Since his sweeping overhaul of Turkey’s political system in 2017, President Recep Tayyip Erdogan has cemented his near-total control over the country. Despite the worst electoral setback of Erdogan’s career in the Istanbul mayoral election in June 2019, as well as a tailspinning economy exacerbated by the fallout from the coronavirus pandemic, he continues to maintain his grip on power, even if he must destabilize Turkey’s democracy to do so.

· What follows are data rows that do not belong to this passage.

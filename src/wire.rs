use std::fs;
use std::io::{self, Write};
use std::path::Path;

use num_bigint::BigUint;

/// On-disk program form: one decimal chunk per line, program order, no
/// header or trailer. Blank lines and `#` comments are tolerated on read.

#[derive(Debug)]
pub enum WireError {
    InvalidChunk { line: usize, text: String },
    Io(io::Error),
}

impl std::fmt::Display for WireError {
    fn fmt(&self, f: &mut std::fmt::Formatter<'_>) -> std::fmt::Result {
        match self {
            WireError::InvalidChunk { line, text } => {
                write!(f, "line {line}: invalid chunk '{text}'")
            }
            WireError::Io(err) => write!(f, "io error: {err}"),
        }
    }
}

impl std::error::Error for WireError {}

impl From<io::Error> for WireError {
    fn from(err: io::Error) -> Self {
        WireError::Io(err)
    }
}

pub fn parse_chunks(text: &str) -> Result<Vec<BigUint>, WireError> {
    let mut chunks = Vec::new();
    for (line_idx, raw_line) in text.lines().enumerate() {
        let line = strip_comment(raw_line).trim();
        if line.is_empty() {
            continue;
        }
        let chunk =
            BigUint::parse_bytes(line.as_bytes(), 10).ok_or_else(|| WireError::InvalidChunk {
                line: line_idx + 1,
                text: line.to_string(),
            })?;
        chunks.push(chunk);
    }
    Ok(chunks)
}

pub fn read_chunks_path(path: impl AsRef<Path>) -> Result<Vec<BigUint>, WireError> {
    let text = fs::read_to_string(path)?;
    parse_chunks(&text)
}

pub fn write_chunks(mut writer: impl Write, chunks: &[BigUint]) -> io::Result<()> {
    for chunk in chunks {
        writeln!(writer, "{chunk}")?;
    }
    Ok(())
}

pub fn write_chunks_path(path: impl AsRef<Path>, chunks: &[BigUint]) -> io::Result<()> {
    let mut out = Vec::new();
    write_chunks(&mut out, chunks)?;
    fs::write(path, out)
}

/// Whether `text` is a persisted chunk list rather than assembly source:
/// every significant line is an unsigned decimal integer.
pub fn looks_like_chunks(text: &str) -> bool {
    let mut significant = 0usize;
    for raw_line in text.lines() {
        let line = strip_comment(raw_line).trim();
        if line.is_empty() {
            continue;
        }
        significant += 1;
        if !line.bytes().all(|byte| byte.is_ascii_digit()) {
            return false;
        }
    }
    significant > 0
}

fn strip_comment(line: &str) -> &str {
    match line.find('#') {
        Some(idx) => &line[..idx],
        None => line,
    }
}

Erdogan has simultaneously pursued an adventurous and bellicose foreign policy across the Mediterranean region, putting Ankara increasingly at odds with its NATO allies. After Turkey’s purchase of a Russian air-defense system in July 2019, Washington suspended Turkish involvement in the F-35 next-generation fighter plane program. In October 2019, the Turkish incursion into northeastern Syria targeting Syrian Kurdish militias highlighted the disconnect between the U.S. Congress—which fiercely defended the Syrian Kurds, America’s principal partner on the ground in the fight against the Islamic State—and U.S. President Donald Trump, who seemed oblivious to their plight and subsequently received Erdogan at the White House. More recently, Turkey’s repeated incursions into waters in the Eastern Mediterranean claimed by Cyprus, as well as its standoffs with Greek and French naval vessels in the region, have further raised tensions and alarmed observers.

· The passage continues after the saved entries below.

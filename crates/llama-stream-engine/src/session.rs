//! Generation sessions against the one shared engine.
//!
//! [`SessionRegistry`] owns the engine, the process-wide cancellation token
//! and the "generation in progress" flag. A session borrows the engine
//! exclusively for its whole lifetime; events are pulled lazily from
//! [`EventStream`], so nothing runs ahead of the caller.
//!
//! Shutdown ordering: [`SessionRegistry::request_shutdown`] sets the
//! cancellation flag *before* trying to take the engine. If the engine is
//! idle it is released right there; otherwise the running session sees the
//! flag on its next token and releases the engine when it is dropped, still
//! holding the lock. Either way the engine is reset and closed exactly once.

use std::collections::VecDeque;
use std::sync::atomic::{AtomicBool, Ordering};
use std::sync::{Mutex, MutexGuard, PoisonError, TryLockError};

use log::{error, info, warn};
use uuid::Uuid;

use llama_stream_types::{GenerateRequest, Message, StreamEvent, TokenId, ToolDefinition};

use crate::backend::{Engine, TokenStream};
use crate::cancel::CancellationToken;
use crate::classifier::StreamClassifier;
use crate::dialect::Dialect;
use crate::error::SessionError;
use crate::prompt;
use crate::tools::ToolWhitelist;

/// Hard ceiling on generated tokens per request.
pub const DEFAULT_MAX_TOKENS: usize = 2048;

/// What a shutdown request did with the engine.
#[derive(Debug, Clone, Copy, PartialEq, Eq)]
pub enum ShutdownOutcome {
    /// Engine was idle and has been released.
    ReleasedNow,
    /// A session is running; it releases the engine when it ends.
    Deferred,
    /// Nothing left to release.
    AlreadyReleased,
}

pub struct SessionRegistry {
    dialect: &'static dyn Dialect,
    engine: Mutex<Option<Engine>>,
    cancel: CancellationToken,
    generating: AtomicBool,
    max_tokens: usize,
}

/// Reset and close the engine if it is still there.
fn release(slot: &mut Option<Engine>) -> bool {
    match slot.take() {
        Some(mut engine) => {
            engine.generator.reset();
            engine.generator.close();
            info!("Inference engine closed");
            true
        }
        None => false,
    }
}

impl SessionRegistry {
    pub fn new(dialect: &'static dyn Dialect, engine: Engine) -> Self {
        Self {
            dialect,
            engine: Mutex::new(Some(engine)),
            cancel: CancellationToken::new(),
            generating: AtomicBool::new(false),
            max_tokens: DEFAULT_MAX_TOKENS,
        }
    }

    pub fn with_max_tokens(mut self, max_tokens: usize) -> Self {
        self.max_tokens = max_tokens;
        self
    }

    pub fn dialect(&self) -> &'static dyn Dialect {
        self.dialect
    }

    pub fn max_tokens(&self) -> usize {
        self.max_tokens
    }

    pub fn cancellation(&self) -> &CancellationToken {
        &self.cancel
    }

    pub fn is_shutting_down(&self) -> bool {
        self.cancel.is_cancelled()
    }

    pub fn is_generating(&self) -> bool {
        self.generating.load(Ordering::SeqCst)
    }

    /// Take exclusive use of the engine. Blocks while another session runs.
    pub fn begin(&self) -> Result<ActiveSession<'_>, SessionError> {
        if self.cancel.is_cancelled() {
            return Err(SessionError::ShuttingDown);
        }
        let mut guard = self.engine.lock().unwrap_or_else(PoisonError::into_inner);
        if self.cancel.is_cancelled() {
            // Shutdown came in while we waited and deferred the release to us.
            release(&mut guard);
            return Err(SessionError::ShuttingDown);
        }
        if guard.is_none() {
            return Err(SessionError::EngineReleased);
        }
        self.generating.store(true, Ordering::SeqCst);
        Ok(ActiveSession {
            registry: self,
            engine: guard,
            id: Uuid::new_v4(),
        })
    }

    /// Set the cancellation flag and release the engine now if it is idle.
    pub fn request_shutdown(&self) -> ShutdownOutcome {
        if self.cancel.cancel() {
            info!("Shutting down...");
        }
        match self.engine.try_lock() {
            Ok(mut guard) => Self::released(release(&mut guard)),
            Err(TryLockError::Poisoned(poisoned)) => Self::released(release(&mut poisoned.into_inner())),
            Err(TryLockError::WouldBlock) => {
                info!("Generation in progress, engine will be released when it stops");
                ShutdownOutcome::Deferred
            }
        }
    }

    fn released(now: bool) -> ShutdownOutcome {
        if now {
            ShutdownOutcome::ReleasedNow
        } else {
            ShutdownOutcome::AlreadyReleased
        }
    }

    pub fn is_released(&self) -> bool {
        match self.engine.try_lock() {
            Ok(guard) => guard.is_none(),
            Err(TryLockError::Poisoned(poisoned)) => poisoned.into_inner().is_none(),
            Err(TryLockError::WouldBlock) => false,
        }
    }
}

impl std::fmt::Debug for SessionRegistry {
    fn fmt(&self, f: &mut std::fmt::Formatter<'_>) -> std::fmt::Result {
        f.debug_struct("SessionRegistry")
            .field("dialect", &self.dialect.kind())
            .field("shutting_down", &self.is_shutting_down())
            .field("generating", &self.is_generating())
            .field("max_tokens", &self.max_tokens)
            .finish_non_exhaustive()
    }
}

/// Exclusive hold on the engine for one request.
pub struct ActiveSession<'r> {
    registry: &'r SessionRegistry,
    engine: MutexGuard<'r, Option<Engine>>,
    id: Uuid,
}

impl ActiveSession<'_> {
    pub fn id(&self) -> Uuid {
        self.id
    }

    /// Start generating. Failures before the first token become a single
    /// error event (suppressed during shutdown).
    pub fn stream(&mut self, messages: &[Message], tools: &[ToolDefinition]) -> EventStream<'_> {
        let id = self.id;
        let cancel = self.registry.cancel.clone();
        match self.start(messages, tools) {
            Ok(stream) => stream,
            Err(e) => EventStream::failed(id, cancel, e),
        }
    }

    fn start(&mut self, messages: &[Message], tools: &[ToolDefinition]) -> Result<EventStream<'_>, SessionError> {
        let registry = self.registry;
        let dialect = registry.dialect;
        let engine = self.engine.as_mut().ok_or(SessionError::EngineReleased)?;

        let prompt = prompt::assemble(dialect, engine.codec.as_ref(), messages, tools)?;
        let classifier = StreamClassifier::new(
            dialect,
            engine.codec.clone(),
            &prompt,
            ToolWhitelist::from_definitions(tools),
        )?;
        info!("[SESSION {}] Generation started, num tokens: {}", self.id, prompt.len());

        let end_of_turn = classifier.end_of_turn_id();
        let max_tokens = registry.max_tokens;
        let cancel = registry.cancel.clone();
        let stop_cancel = cancel.clone();
        let tokens = engine.generator.generate(
            &prompt,
            &dialect.grammar().sampling,
            Box::new(move |token: TokenId, count: usize| token == end_of_turn || count > max_tokens || stop_cancel.is_cancelled()),
        )?;

        Ok(EventStream {
            id: self.id,
            cancel,
            tokens: Some(tokens),
            classifier: Some(classifier),
            queue: VecDeque::new(),
            generated: 0,
            prompt_len: prompt.len(),
        })
    }
}

impl Drop for ActiveSession<'_> {
    fn drop(&mut self) {
        self.registry.generating.store(false, Ordering::SeqCst);
        if self.registry.cancel.is_cancelled() && release(&mut self.engine) {
            info!("[SESSION {}] Released engine after shutdown request", self.id);
        }
    }
}

/// Lazily produced events of one session.
pub struct EventStream<'s> {
    id: Uuid,
    cancel: CancellationToken,
    tokens: Option<TokenStream<'s>>,
    classifier: Option<StreamClassifier>,
    queue: VecDeque<StreamEvent>,
    generated: usize,
    prompt_len: usize,
}

impl EventStream<'_> {
    fn failed(id: Uuid, cancel: CancellationToken, e: SessionError) -> Self {
        let mut stream = Self {
            id,
            cancel,
            tokens: None,
            classifier: None,
            queue: VecDeque::new(),
            generated: 0,
            prompt_len: 0,
        };
        stream.fail(e);
        stream
    }

    fn fail(&mut self, e: SessionError) {
        self.tokens = None;
        self.classifier = None;
        if self.cancel.is_cancelled() {
            warn!("[SESSION {}] Suppressed error during shutdown: {e}", self.id);
        } else {
            error!("[SESSION {}] {e}", self.id);
            self.queue.push_back(StreamEvent::error(e));
        }
    }

    /// Generated tokens seen so far.
    pub fn generated(&self) -> usize {
        self.generated
    }

    fn complete(&mut self) {
        self.tokens = None;
        if let Some(mut classifier) = self.classifier.take() {
            self.queue.extend(classifier.finish());
        }
        info!(
            "[SESSION {}] Generation finished, num tokens: {}",
            self.id,
            self.prompt_len + self.generated
        );
    }
}

impl Iterator for EventStream<'_> {
    type Item = StreamEvent;

    fn next(&mut self) -> Option<StreamEvent> {
        loop {
            if let Some(event) = self.queue.pop_front() {
                return Some(event);
            }
            let tokens = self.tokens.as_mut()?;
            match tokens.next() {
                Some(Ok(token)) => {
                    self.generated += 1;
                    if let Some(classifier) = self.classifier.as_mut() {
                        self.queue.extend(classifier.push(token));
                        if classifier.is_finished() {
                            self.complete();
                        }
                    }
                }
                Some(Err(e)) => self.fail(e.into()),
                None => self.complete(),
            }
        }
    }
}

/// Run one request to completion, handing each event to `emit`.
///
/// `emit` returns `false` when the consumer has gone away; generation stops
/// at that point.
pub fn run_session<F>(registry: &SessionRegistry, request: &GenerateRequest, mut emit: F)
where
    F: FnMut(StreamEvent) -> bool,
{
    let mut session = match registry.begin() {
        Ok(session) => session,
        Err(e) => {
            info!("Rejecting request: {e}");
            emit(StreamEvent::error(e));
            return;
        }
    };
    let id = session.id();
    for event in session.stream(&request.messages, request.tools()) {
        if !emit(event) {
            info!("[SESSION {id}] Client disconnected, stopping generation");
            break;
        }
    }
}

#[cfg(test)]
mod tests {
    use super::*;
    use crate::dialect::dialect_for;
    use crate::mock::{MockCodec, MockGenerator};
    use llama_stream_types::DialectKind;
    use std::sync::Arc;

    fn registry(script: impl FnOnce(&MockCodec) -> Vec<i32>) -> (SessionRegistry, crate::mock::MockStats) {
        let dialect = dialect_for(DialectKind::Qwen);
        let codec = MockCodec::for_dialect(dialect);
        let generator = MockGenerator::new(script(&codec));
        let stats = generator.stats();
        let engine = Engine::new(Arc::new(codec), Box::new(generator));
        (SessionRegistry::new(dialect, engine), stats)
    }

    fn request() -> GenerateRequest {
        GenerateRequest {
            messages: vec![Message::system("s"), Message::user("u")],
            tools: None,
        }
    }

    #[test]
    fn test_shutdown_when_idle_releases_once() {
        let (registry, stats) = registry(|c| c.encode("x"));
        assert_eq!(registry.request_shutdown(), ShutdownOutcome::ReleasedNow);
        assert_eq!(registry.request_shutdown(), ShutdownOutcome::AlreadyReleased);
        assert_eq!((stats.resets(), stats.closes()), (1, 1));
        assert!(registry.is_released());
    }

    #[test]
    fn test_generating_flag_follows_session() {
        let (registry, _) = registry(|c| c.encode("x"));
        {
            let _session = registry.begin().unwrap();
            assert!(registry.is_generating());
        }
        assert!(!registry.is_generating());
    }

    #[test]
    fn test_shutdown_during_session_is_deferred() {
        let (registry, stats) = registry(|c| c.encode("abc"));
        let mut session = registry.begin().unwrap();
        let mut stream = session.stream(&request().messages, &[]);
        assert_eq!(stream.next(), Some(StreamEvent::text("a")));
        assert_eq!(registry.request_shutdown(), ShutdownOutcome::Deferred);
        assert_eq!(stats.closes(), 0);
        // Cancellation is observed on the very next token.
        assert_eq!(stream.next(), None);
        drop(stream);
        drop(session);
        assert_eq!((stats.resets(), stats.closes()), (1, 1));
        assert!(registry.is_released());
    }

    #[test]
    fn test_max_tokens_ceiling() {
        let (registry, _) = registry(|c| c.encode("abcdef"));
        let registry = registry.with_max_tokens(3);
        let mut out = String::new();
        run_session(&registry, &request(), |ev| {
            out.push_str(&ev.text);
            true
        });
        assert_eq!(out, "abc");
    }

    #[test]
    fn test_validation_error_becomes_error_event() {
        let (registry, stats) = registry(|c| c.encode("x"));
        let bad = GenerateRequest {
            messages: vec![Message::user("no system")],
            tools: None,
        };
        let mut events = Vec::new();
        run_session(&registry, &bad, |ev| {
            events.push(ev);
            true
        });
        assert_eq!(events, vec![StreamEvent::error("First message must be a system message")]);
        assert_eq!(stats.invocations(), 0);
    }

    #[test]
    fn test_consumer_gone_stops_generation() {
        let (registry, _) = registry(|c| c.encode("abcdef"));
        let mut seen = 0;
        run_session(&registry, &request(), |_| {
            seen += 1;
            seen < 2
        });
        assert_eq!(seen, 2);
        assert!(!registry.is_generating());
    }
}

Meanwhile, Turkey’s presence in northwestern Syria is increasingly putting it in the line of fire of Syrian government forces, as well as the Russian forces that support them, heightening fears of a further conflagration in the Syrian civil war. Its involvement in the Libyan civil war on behalf of the United Nations-recognized Government of National Accord similarly put Turkey at odds with both Russia, which is supporting the forces of Gen. Khalifa Haftar, and Ankara’s European partners, who are seeking to enforce an arms embargo on the country. Most recently, Turkey’s political and military support of Azerbaijan in the latest outbreak of fighting with Armenia over the breakaway Nagorno-Karabakh region has once again put it at the heart of a conflict with direct implications for Russia’s national security interests.